Input is confirmed working under AOT (122 pointer events reached Flutter, hover + clicks register, button presses detected, dropped_total=0 — the earlier '0' was the broken IntelliMouse 4-byte mode + minimal interaction, fixed by the 3-byte revert). Remove the temporary DIAG logging from the embedder + ipc_display. engine-port/compile-app-aot.sh: per-app AOT compile (frontend_server -> dill -> version-matched gen_snapshot -> libapp.so), no patch — used to give each app its own AOT bundle so the AOT engine can run them.
Previously every launched app reused the shell's /system/flutter/libapp.so (aot_va=0 JIT-era skip), so tapping a tile ran the shell snapshot in the app host and stalled. Resolve the per-app snapshot by registry lookup: build_app_libapp_path(app_id) -> /Applications/<name>.app/libapp.so, dlopen it, and point the AOT snapshot loader at that path. Shell keeps its own path. Each app is AOT-compiled to its own libapp.so and staged under its .app bundle, so a launched host loads its own native snapshot, not the shell's.

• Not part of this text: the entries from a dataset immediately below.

//! dir-metadata - per-directory ownership metadata
//!
//! Each directory in a source tree can carry a small metadata record naming
//! its bug-tracker component, its owning team's email, and the operating
//! system it targets. This crate holds that schema and converts it to and
//! from the protobuf binary wire format.
//!
//! # Architecture
//!
//! - [`core::wire`] - Tag/varint primitives and [`MalformedInputError`]
//! - [`core::message`] - [`Message`] trait, [`encode`] and [`decode`]
//! - [`core::metadata`] - [`Metadata`], [`Monorail`], [`Os`], reflection, JSON
//! - [`core::config`] - Decode limits loaded from TOML
//!
//! # Correctness Invariants
//!
//! 1. `decode(encode(m)) == m` for every record
//! 2. Default-valued fields are never written
//! 3. Unknown fields are skipped, unknown OS values are preserved
//! 4. Field numbers 13 and 14 of `Metadata` stay reserved
//!
//! # Example
//!
//! ```
//! use dir_metadata::{decode, encode, Metadata, Os};
//!
//! let meta = Metadata::builder()
//!     .monorail("chromium", "Internals>Network")
//!     .team_email("net-dev@chromium.org")
//!     .os(Os::Linux)
//!     .build();
//!
//! let bytes = encode(&meta);
//! let parsed: Metadata = decode(&bytes).unwrap();
//! assert_eq!(parsed, meta);
//! ```

pub mod core;

pub use crate::core::config::{CodecConfig, ConfigError, DecodeLimits};
pub use crate::core::message::{decode, decode_with, encode, Message};
pub use crate::core::metadata::{
    enum_name, field_names, EnumKind, JsonError, Metadata, Monorail, Os, RecordKind,
};
pub use crate::core::wire::{MalformedInputError, MalformedReason, WireType};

pthread_cond_signal/broadcast with no waiter parked is a no-op by contract: the predicate is mutex-protected, so a thread that hasn't yet entered cond_wait observes it under the lock and never waits. The kernel was instead recording such signals in COND_PENDING_SIGNALS and letting the next cond_wait consume one as an immediate (spurious) return. A hot mutator (pid 2) that signals its own monitor with woke=0 then re-waits would consume its own fake pending, return 0, find its predicate still false, and re-wait forever — the cond-pending-consume livelock that froze render at a fixed frame count. Remove the mechanism end to end (consume in cond_wait, posts in cond_signal/cond_broadcast, the state map, the import). cond_wait now relies solely on the seq protocol, which delivers every real signal race-free under cooperative single-core scheduling (the value-check and park cannot interleave with a signaler). No remnants.
sys::dlopen forwards path.len() to the kernel as the path length, so a NUL-terminated byte string makes the kernel read the trailing \0 as part of the filename and the open fails. The per-app and shell AOT paths were passing "...libapp.so\0"; strip the NUL at the dlopen call. The AOT snapshot itself loads via aot_snapshot_load (which maps it executable), so this only silenced a spurious failure path, but it is a real bug and removes the warning.
The Debug-level hot per-syscall traces (epoll_ctl, mprotect, cond-signal, every keypress) each block on a synchronous COM1 UART write AND re-render the framebuffer text console, with interrupts disabled. Measured: ~14000 log lines during a single boot+app-launch. Dropping to Error cut serial volume ~12x (14000 -> 1185 lines), removing tens of seconds of emulated-bare-metal warmup. Raise the one line in logger::init back to Debug for deep tracing.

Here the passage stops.